Gallese untersucht seit Anfang der 90er Jahre einen bestimmten Teil der Hirnrinde von Primaten, den prämotorischen Cortex, der für die Planung und Ausführung zielorientierter Bewegungen gebraucht wird. Zufällig beobachtete der Forscher, dass dieselben Neuronen bereits in Erregung gerieten, wenn der Versuchsleiter Gegenstände in die Hand nahm, mit denen eine Aufgabe verbunden war. Lagen diese Gegenstände unbewegt auf einem Tisch, blieben auch die Nervenzellen ruhig. Offensichtlich diente das motorische Zentrum nicht zur Objekterkennung, sondern es steuerte die Bewegungen und war darüber hinaus in der Lage, Ziele und Absichten einer fremden Handlung vorauszusehen und zu deuten. Weitere Experimente brachten die Bestätigung: Die Versuchstiere konnten die Absichten des Forschers erahnen.
Auch beim Menschen fanden Giacomo Rizzolatti, Scott Grafton und Marco Iacoboni in unabhängigen Untersuchungen zwei Hirnregionen, die bei der Beobachtung von Bewegungen aktiviert werden: die obere linke Schläfenfurche und darüber das motorische Sprachzentrum (Broca-Zentrum), das dem prämotorischen Cortex bei Primaten entspricht.
Rizzolatti und Michael Arbib sind davon überzeugt, dass aus der Fähigkeit der Primaten, Gedanken zu lesen und fremdes Handeln zu verstehen, auch die menschliche Sprachfertigkeit entstanden ist. Aus dem inneren Dialog zwischen einer beobachteten Bewegung und der Reaktion der Spiegelneuronen könnte das Bedürfnis entstanden sein, Handlungen und Gefühle durch Zeichen auszudrücken.

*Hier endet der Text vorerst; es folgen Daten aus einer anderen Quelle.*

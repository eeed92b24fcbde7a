// Copyright 2026 Enlightware GmbH
//
// Licensed under the Apache License, Version 2.0 (the "License"); you may not use this file except in compliance with the License. You may obtain a copy of the License at
//
// http://www.apache.org/licenses/LICENSE-2.0
//
// Unless required by applicable law or agreed to in writing, software distributed under the License is distributed on an "AS IS" BASIS, WITHOUT WARRANTIES OR CONDITIONS OF ANY KIND, either express or implied. See the License for the specific language governing permissions and limitations under the License.
//

//! The boundary where panics raised by a callback are turned into values.
//!
//! This is the only place where the crate catches unwinding. The panic hook is left alone,
//! so the usual panic message is still printed by the standard library.

use std::panic::{self, AssertUnwindSafe};

use crate::{error::GuardError, nullable::Nullable};

/// Runs `callback`, catching a panic.
///
/// Only effective when panics unwind; with `panic = "abort"` the process still aborts.
pub(crate) fn guarded<T>(callback: impl FnOnce() -> T) -> Result<T, GuardError> {
    panic::catch_unwind(AssertUnwindSafe(callback)).map_err(|payload| {
        let error = GuardError::from_panic(payload);
        log::debug!("Guarded callback panicked: {}", error.message());
        error
    })
}

/// Like [`guarded`], but an absent return value is a failure as well.
pub(crate) fn guarded_value<N: Nullable>(
    callback: impl FnOnce() -> N,
) -> Result<N::Value, GuardError> {
    guarded(callback)?.into_present().ok_or_else(|| {
        log::debug!("Guarded callback produced no value");
        GuardError::NoValue
    })
}
// Copyright 2026 Enlightware GmbH
//
// Licensed under the Apache License, Version 2.0 (the "License"); you may not use this file except in compliance with the License. You may obtain a copy of the License at
//
// http://www.apache.org/licenses/LICENSE-2.0
//
// Unless required by applicable law or agreed to in writing, software distributed under the License is distributed on an "AS IS" BASIS, WITHOUT WARRANTIES OR CONDITIONS OF ANY KIND, either express or implied. See the License for the specific language governing permissions and limitations under the License.
//

use std::{
    collections::{BTreeMap, BTreeSet, HashMap, HashSet, VecDeque},
    ptr::NonNull,
    rc::Rc,
    sync::Arc,
};

use crate::unit::Unit;

/// A type that has an "absent" sentinel among its values.
///
/// This is what [`crate::Option::of_value`] and [`crate::Option::guard_value`] inspect to decide between
/// absence and presence. Types whose values are always present map to themselves.
pub trait Nullable {
    /// The type of a present value.
    type Value;

    /// Returns the present value, or `None` for the absent sentinel.
    fn into_present(self) -> Option<Self::Value>;
}

impl<T> Nullable for Option<T> {
    type Value = T;
    fn into_present(self) -> Option<T> {
        self
    }
}

impl<T> Nullable for crate::Option<T> {
    type Value = T;
    fn into_present(self) -> Option<T> {
        self.to_native()
    }
}

// Null pointers are absent, others become non-null pointers. No dereference takes place.

impl<T: ?Sized> Nullable for *const T {
    type Value = NonNull<T>;
    fn into_present(self) -> Option<NonNull<T>> {
        NonNull::new(self.cast_mut())
    }
}

impl<T: ?Sized> Nullable for *mut T {
    type Value = NonNull<T>;
    fn into_present(self) -> Option<NonNull<T>> {
        NonNull::new(self)
    }
}

macro_rules! impl_always_present {
    ($($ty:ty),* $(,)?) => {
        $(
            impl Nullable for $ty {
                type Value = Self;
                #[inline]
                fn into_present(self) -> Option<Self> {
                    Some(self)
                }
            }
        )*
    };
}

impl_always_present!(
    Unit, (), bool, char, i8, i16, i32, i64, i128, isize, u8, u16, u32, u64, u128, usize, f32,
    f64, String,
);

impl<'a, T: ?Sized> Nullable for &'a T {
    type Value = Self;
    fn into_present(self) -> Option<Self> {
        Some(self)
    }
}

impl<'a, T: ?Sized> Nullable for &'a mut T {
    type Value = Self;
    fn into_present(self) -> Option<Self> {
        Some(self)
    }
}

impl<T: ?Sized> Nullable for Box<T> {
    type Value = Self;
    fn into_present(self) -> Option<Self> {
        Some(self)
    }
}

impl<T> Nullable for Vec<T> {
    type Value = Self;
    fn into_present(self) -> Option<Self> {
        Some(self)
    }
}

impl<T, const N: usize> Nullable for [T; N] {
    type Value = Self;
    fn into_present(self) -> Option<Self> {
        Some(self)
    }
}

// Generic containers hold their items, they are present even when empty.
macro_rules! impl_always_present_generic {
    ($($ty:ident<$($param:ident),+>),* $(,)?) => {
        $(
            impl<$($param),+> Nullable for $ty<$($param),+> {
                type Value = Self;
                fn into_present(self) -> Option<Self> {
                    Some(self)
                }
            }
        )*
    };
}

impl_always_present_generic!(
    VecDeque<T>,
    HashSet<T, S>,
    BTreeSet<T>,
    HashMap<K, V, S>,
    BTreeMap<K, V>,
);

impl<T: ?Sized> Nullable for Rc<T> {
    type Value = Self;
    fn into_present(self) -> Option<Self> {
        Some(self)
    }
}

impl<T: ?Sized> Nullable for Arc<T> {
    type Value = Self;
    fn into_present(self) -> Option<Self> {
        Some(self)
    }
}

macro_rules! impl_always_present_tuple {
    ($(($($param:ident),+)),* $(,)?) => {
        $(
            impl<$($param),+> Nullable for ($($param,)+) {
                type Value = Self;
                fn into_present(self) -> Option<Self> {
                    Some(self)
                }
            }
        )*
    };
}

impl_always_present_tuple!(
    (A),
    (A, B),
    (A, B, C),
    (A, B, C, D),
    (A, B, C, D, E),
    (A, B, C, D, E, F),
);

impl<E, T> Nullable for crate::Result<E, T> {
    type Value = Self;
    fn into_present(self) -> Option<Self> {
        Some(self)
    }
}

impl<T, E> Nullable for Result<T, E> {
    type Value = Self;
    fn into_present(self) -> Option<Self> {
        Some(self)
    }
}
use fortis::{func::identity, Option, Unit};
use indoc::indoc;
use test_log::test;

mod common;
use common::parse_port;

#[test]
fn map_preserves_identity() {
    for option in [Option::some(3), Option::none()] {
        assert_eq!(option.map(identity), option);
    }
}

#[test]
fn map_composes() {
    let f = |x: i32| x + 1;
    let g = |x: i32| x * 10;
    for option in [Option::some(4), Option::none()] {
        assert_eq!(option.map(f).map(g), option.map(|x| g(f(x))));
    }
}

#[test]
fn and_then_is_monadic() {
    let f = |x: i32| Option::of_bool(x > 0).map(|_| x * 2);
    let g = |x: i32| Option::some(x - 1);

    // left identity
    assert_eq!(Option::some(5).and_then(f), f(5));
    assert_eq!(Option::some(-5).and_then(f), f(-5));

    // right identity
    for option in [Option::some(5), Option::none()] {
        assert_eq!(option.and_then(Option::some), option);
    }

    // associativity
    for option in [Option::some(5), Option::some(-5), Option::none()] {
        assert_eq!(
            option.and_then(f).and_then(g),
            option.and_then(|x| f(x).and_then(g))
        );
    }
}

#[test]
fn with_default_and_substitute() {
    assert_eq!(Option::some(1).with_default(9), 1);
    assert_eq!(Option::none().with_default(9), 9);
    assert_eq!(Option::some(2).substitute(|| 0, |x| x + 1), 3);
    assert_eq!(Option::<i32>::none().substitute(|| 0, |x| x + 1), 0);
}

#[test]
fn parse_chain() {
    let port = Option::some(" 8080 ")
        .map(str::trim)
        .and_then(parse_port)
        .with_default(80);
    assert_eq!(port, 8080);

    let port = Option::some("0").and_then(parse_port).with_default(80);
    assert_eq!(port, 80);

    let port = Option::some("http").and_then(parse_port).with_default(80);
    assert_eq!(port, 80);
}

#[test]
fn of_value_accepts_native_absence() {
    let absent: std::option::Option<&str> = None;
    assert_eq!(Option::of_value(absent), Option::none());
    assert_eq!(Option::of_value(Some("here")), Option::some("here"));
    assert_eq!(Option::of_value(String::new()), Option::some(String::new()));
}

#[test]
fn guard_never_propagates_failures() {
    let words = ["alpha", "beta"];
    let index = std::hint::black_box(5_usize);
    assert_eq!(Option::guard(|| words[index]), Option::none());
    assert_eq!(Option::guard(|| words[1]), Option::some("beta"));
}

#[test]
fn unit_option_is_a_boolean() {
    assert!(Option::of_bool(true).exists());
    assert!(!Option::of_bool(false).exists());
    assert_eq!(Option::of_bool(true), Option::some(Unit));
}

#[test]
fn debug_output() {
    let option = Option::some(Option::some(Unit));
    assert_eq!(
        format!("{option:#?}"),
        indoc! {"
            Some(
                Some(
                    Unit,
                ),
            )"}
    );
    assert_eq!(format!("{option}"), "Some(Some(()))");
}
// Copyright 2026 Enlightware GmbH
//
// Licensed under the Apache License, Version 2.0 (the "License"); you may not use this file except in compliance with the License. You may obtain a copy of the License at
//
// http://www.apache.org/licenses/LICENSE-2.0
//
// Unless required by applicable law or agreed to in writing, software distributed under the License is distributed on an "AS IS" BASIS, WITHOUT WARRANTIES OR CONDITIONS OF ANY KIND, either express or implied. See the License for the specific language governing permissions and limitations under the License.
//
// src/curry.rs
use quote::format_ident;
use syn::{parse_quote, Expr, Ident, Type, WherePredicate};

pub(crate) fn type_params(arity: usize) -> Vec<Ident> {
    (1..=arity).map(|i| format_ident!("T{}", i)).collect()
}

pub(crate) fn value_params(arity: usize) -> Vec<Ident> {
    (1..=arity).map(|i| format_ident!("t{}", i)).collect()
}

/// Every argument but the last is captured by a later stage and cloned on each call.
pub(crate) fn arg_bounds(types: &[Ident]) -> Vec<WherePredicate> {
    let last = types.len() - 1;
    types
        .iter()
        .enumerate()
        .map(|(i, ty)| {
            if i == last {
                parse_quote! { #ty: 'static }
            } else {
                parse_quote! { #ty: ::std::clone::Clone + 'static }
            }
        })
        .collect()
}

/// The boxed function type taking argument `from` and returning the rest of the chain.
pub(crate) fn curried_type(types: &[Ident], from: usize) -> Type {
    let ty = &types[from];
    let output: Type = if from + 1 == types.len() {
        parse_quote! { R }
    } else {
        curried_type(types, from + 1)
    };
    parse_quote! { ::std::boxed::Box<dyn ::std::ops::Fn(#ty) -> #output> }
}

/// The closure for argument `from`, capturing the function and the arguments before it.
pub(crate) fn curried_body(types: &[Ident], values: &[Ident], from: usize) -> Expr {
    let ty = &types[from];
    let value = &values[from];
    let captured = &values[..from];

    if from + 1 == types.len() {
        parse_quote! {
            ::std::boxed::Box::new(move |#value: #ty| -> R {
                (*function)(#(#captured.clone(),)* #value)
            })
        }
    } else {
        let output = curried_type(types, from + 1);
        let inner = curried_body(types, values, from + 1);
        parse_quote! {
            ::std::boxed::Box::new(move |#value: #ty| -> #output {
                let function = ::std::rc::Rc::clone(&function);
                #(let #captured = #captured.clone();)*
                #inner
            })
        }
    }
}
// Copyright 2026 Enlightware GmbH
//
// Licensed under the Apache License, Version 2.0 (the "License"); you may not use this file except in compliance with the License. You may obtain a copy of the License at
//
// http://www.apache.org/licenses/LICENSE-2.0
//
// Unless required by applicable law or agreed to in writing, software distributed under the License is distributed on an "AS IS" BASIS, WITHOUT WARRANTIES OR CONDITIONS OF ANY KIND, either express or implied. See the License for the specific language governing permissions and limitations under the License.
//

use std::fmt;

use enum_as_inner::EnumAsInner;

use crate::{
    error::GuardError,
    guard::{guarded, guarded_value},
    nullable::Nullable,
    option::Option,
    unit::Unit,
};

/// The outcome of a computation that can fail: an `Error` of type `E` or a `Success` of type `T`.
///
/// The error slot comes first. Errors propagate untouched through [`Result::map`] and
/// [`Result::and_then`] until the result is eliminated with [`Result::substitute`].
#[derive(Debug, Clone, Copy, PartialEq, Eq, PartialOrd, Ord, Hash, EnumAsInner)]
pub enum Result<E, T> {
    Error(E),
    Success(T),
}

impl<E, T> Result<E, T> {
    pub const fn error(value: E) -> Self {
        Self::Error(value)
    }

    pub const fn success(value: T) -> Self {
        Self::Success(value)
    }

    /// The total eliminator: calls exactly one of the two functions, once.
    pub fn substitute<O>(
        self,
        for_error: impl FnOnce(E) -> O,
        for_success: impl FnOnce(T) -> O,
    ) -> O {
        match self {
            Self::Error(error) => for_error(error),
            Self::Success(value) => for_success(value),
        }
    }

    /// Transforms the success payload, an error passes through unchanged.
    pub fn map<U>(self, mapper: impl FnOnce(T) -> U) -> Result<E, U> {
        self.substitute(Result::error, |value| Result::success(mapper(value)))
    }

    /// Transforms the error payload, a success passes through unchanged.
    pub fn format_error<F>(self, mapper: impl FnOnce(E) -> F) -> Result<F, T> {
        self.substitute(|error| Result::error(mapper(error)), Result::success)
    }

    /// Chains a computation that may itself fail. `callback` is not called on `Error`.
    pub fn and_then<U>(self, callback: impl FnOnce(T) -> Result<E, U>) -> Result<E, U> {
        self.substitute(Result::error, callback)
    }

    /// Drops the error detail.
    pub fn to_option(self) -> Option<T> {
        self.substitute(|_| Option::none(), Option::some)
    }

    pub fn as_ref(&self) -> Result<&E, &T> {
        match self {
            Self::Error(error) => Result::Error(error),
            Self::Success(value) => Result::Success(value),
        }
    }
}

impl<T> Result<GuardError, T> {
    /// Calls `callback`, converting a panic into an `Error`.
    ///
    /// Unlike [`Option::guard`], the failure detail is kept.
    pub fn guard(callback: impl FnOnce() -> T) -> Self {
        Self::from_native(guarded(callback))
    }

    /// Like [`Result::guard`], but an absent return value is an `Error` as well.
    pub fn guard_value<N: Nullable<Value = T>>(callback: impl FnOnce() -> N) -> Self {
        Self::from_native(guarded_value(callback))
    }
}

impl<T> Result<Unit, T> {
    /// `Error(Unit)` if `value` is the absent sentinel of its type, `Success` otherwise.
    pub fn of_value<N: Nullable<Value = T>>(value: N) -> Self {
        Option::of_value(value).to_result()
    }
}

impl Result<Unit, Unit> {
    pub fn of_bool(value: bool) -> Self {
        if value {
            Self::Success(Unit)
        } else {
            Self::Error(Unit)
        }
    }
}

/// The error payload of `result`, if any.
pub fn errors<E, T>(result: Result<E, T>) -> Option<E> {
    result.substitute(Option::some, |_| Option::none())
}

/// The success payload of `result`, if any.
pub fn successes<E, T>(result: Result<E, T>) -> Option<T> {
    result.substitute(|_| Option::none(), Option::some)
}

impl<E: fmt::Display, T: fmt::Display> fmt::Display for Result<E, T> {
    fn fmt(&self, f: &mut fmt::Formatter<'_>) -> fmt::Result {
        match self {
            Self::Error(error) => write!(f, "Error({})", error),
            Self::Success(value) => write!(f, "Success({})", value),
        }
    }
}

Die Forscher vermuten, dass Spiegelneuronen auch in anderen Hirnregionen anzutreffen sind und verschiedene Arten der Sinneswahrnehmung erklären können. Vilayanur Ramachandran von der San-Diego-Universität geht noch einen Schritt weiter: Er sieht in der höheren Entwicklung des Systems der Spiegelneuronen beim Menschen den wichtigsten Schlüssel für die Entstehung der menschlichen Kultur.